PERDER UN LIBRO
Algo que no me pasa con frecuencia y me produce enorme frustración es la incapacidad de encontrar un libro en mi biblioteca, caótica para el resto y aventurera para mi gusto personal que, habitualmente, disfruto como buscador de tesoros en su propio museo.
Ayer, justo en el precipicio del sueño, nació en mi interior la incontenible necesidad de encontrar un libro como si mi propia vida dependiera de ello. Resulta frustrante fracasar, pero en este caso a mí me produce una terrible angustia existencial porque la gran parte de los habitantes de mi biblioteca son retazos de memoria emocional e imaginario personal. Esos libros han vivido conmigo. Perder uno implica la pérdida de la confirmación física de que sigo anclado al mundo, la prueba de que esas emociones y esos hechos asociados cuando lo estaba leyendo fueron reales.
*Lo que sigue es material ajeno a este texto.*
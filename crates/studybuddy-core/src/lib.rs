//! studybuddy-core: Study model, term extraction, and quiz generation.
//!
//! This crate defines the data model, the model-backend traits, and the
//! stages that turn a block of study material into a quiz and a sample of
//! term associations.

pub mod console;
pub mod engine;
pub mod entities;
pub mod error;
pub mod graph;
pub mod model;
pub mod question;
pub mod quiz;
pub mod settings;
pub mod traits;
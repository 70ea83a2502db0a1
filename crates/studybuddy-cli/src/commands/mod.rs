pub mod extract;
pub mod init;
pub mod list_models;
pub mod study;
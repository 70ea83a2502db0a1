//! Line-oriented console I/O.
//!
//! Wraps any `BufRead`/`Write` pair so the interactive flow can be driven by
//! stdin/stdout in the binary and by byte buffers in tests.

use std::io::{self, BufRead, Write};

pub struct Console<R, W> {
    input: R,
    output: W,
}

impl<R: BufRead, W: Write> Console<R, W> {
    pub fn new(input: R, output: W) -> Self {
        Self { input, output }
    }

    /// Write a line to the output.
    pub fn say(&mut self, line: impl AsRef<str>) -> io::Result<()> {
        writeln!(self.output, "{}", line.as_ref())
    }

    /// Print `message` without a newline and read one line.
    ///
    /// Returns `None` at end of input. The trailing newline is stripped.
    pub fn prompt(&mut self, message: &str) -> io::Result<Option<String>> {
        write!(self.output, "{message}")?;
        self.output.flush()?;
        self.read_line()
    }

    /// Read lines until a blank line or end of input, joined with `\n`.
    pub fn read_block(&mut self) -> io::Result<String> {
        let mut lines = Vec::new();
        while let Some(line) = self.read_line()? {
            if line.trim().is_empty() {
                break;
            }
            lines.push(line);
        }
        Ok(lines.join("\n"))
    }

    fn read_line(&mut self) -> io::Result<Option<String>> {
        let mut buf = String::new();
        if self.input.read_line(&mut buf)? == 0 {
            return Ok(None);
        }
        let trimmed = buf.trim_end_matches(['\n', '\r']).len();
        buf.truncate(trimmed);
        Ok(Some(buf))
    }

    pub fn into_output(self) -> W {
        self.output
    }
}

#[cfg(test)]
mod tests {
    use super::*;

    #[test]
    fn prompt_reads_one_line() {
        let mut console = Console::new("first\r\nsecond\n".as_bytes(), Vec::new());
        assert_eq!(console.prompt("> ").unwrap().as_deref(), Some("first"));
        assert_eq!(console.prompt("> ").unwrap().as_deref(), Some("second"));
        assert_eq!(console.prompt("> ").unwrap(), None);
        assert_eq!(String::from_utf8(console.into_output()).unwrap(), "> > > ");
    }

    #[test]
    fn block_stops_at_blank_line() {
        let mut console = Console::new("line one\nline two\n\nafter\n".as_bytes(), Vec::new());
        assert_eq!(console.read_block().unwrap(), "line one\nline two");
        assert_eq!(console.prompt("").unwrap().as_deref(), Some("after"));
    }

    #[test]
    fn block_stops_at_end_of_input() {
        let mut console = Console::new("only line".as_bytes(), Vec::new());
        assert_eq!(console.read_block().unwrap(), "only line");
    }
}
No forman parte sólo de mi imaginación.
Pero esa edición de Ernesto Pérez Zúñiga de "La leyenda de Sleepy Hollow", Calamar ediciones, no aparecía por ninguna parte. Ni poniéndome de puntillas para alcanzar los estantes más altos como quien intenta besar a una diosa y recuerda que a las chicas no les gustan bajitos. Ni arrastrándome como una foca reptante sobre la arena para comprobar los que están a ras del suelo.
Ese libro supone uno de los primeros Halloween 🎃 conscientes de mis hijos. Es de una importancia vital en mi memoria. Puse todo patas arriba y me maldije hasta que, al sonar las tres de la mañana, caí rendido ante la evidencia de que me quedaban escasas horas de descanso porque cada vez me despierto más pronto para llegar más tarde o no llegar a ningún sitio: las he vivido soñando con un horrible monstruo, formado por todas las personas que aún me hacen llorar de desamor, tragándose mis pensamientos alegres, que últimamente no son muchos, cual Saturno devorando a sus hijos.
Esta mañana, tras pelearme por conseguir aparcamiento, cosa cada vez más difícil en mi hospital, sentado en un banco frente a la entrada principal, he comprado de segunda mano esa edición por internet. Me llegará en unos días. Ya ni voy a librerías de viejo. He tocado fondo.
Al volver a casa, mirando distraídamente por el pasillo al ir a ponerme el pijama, he apartado un lomo y ahí estaba el jinete sin cabeza del primer Halloween consciente de mis hijos, y no he podido evitar romper a llorar porque los cuarentones solitarios, raros, gordos, sensibles, desconectados de un mundo donde nos sentimos como alienígenas y que cada día nos resulta más desabrido porque de tan echados a perder, según los caninos de la sociedad moderna, ya solo tenemos pasado y lloramos en silencio en los pasillos -de la soledad, del miedo, del fracaso, incluso de los hospitales-, entre penumbras, sobre nuestros libros...
Los testigos de que hubo momentos que valieron la pena vivirlos. Dentro de poco, tendré dos ejemplares sobre los que llorar.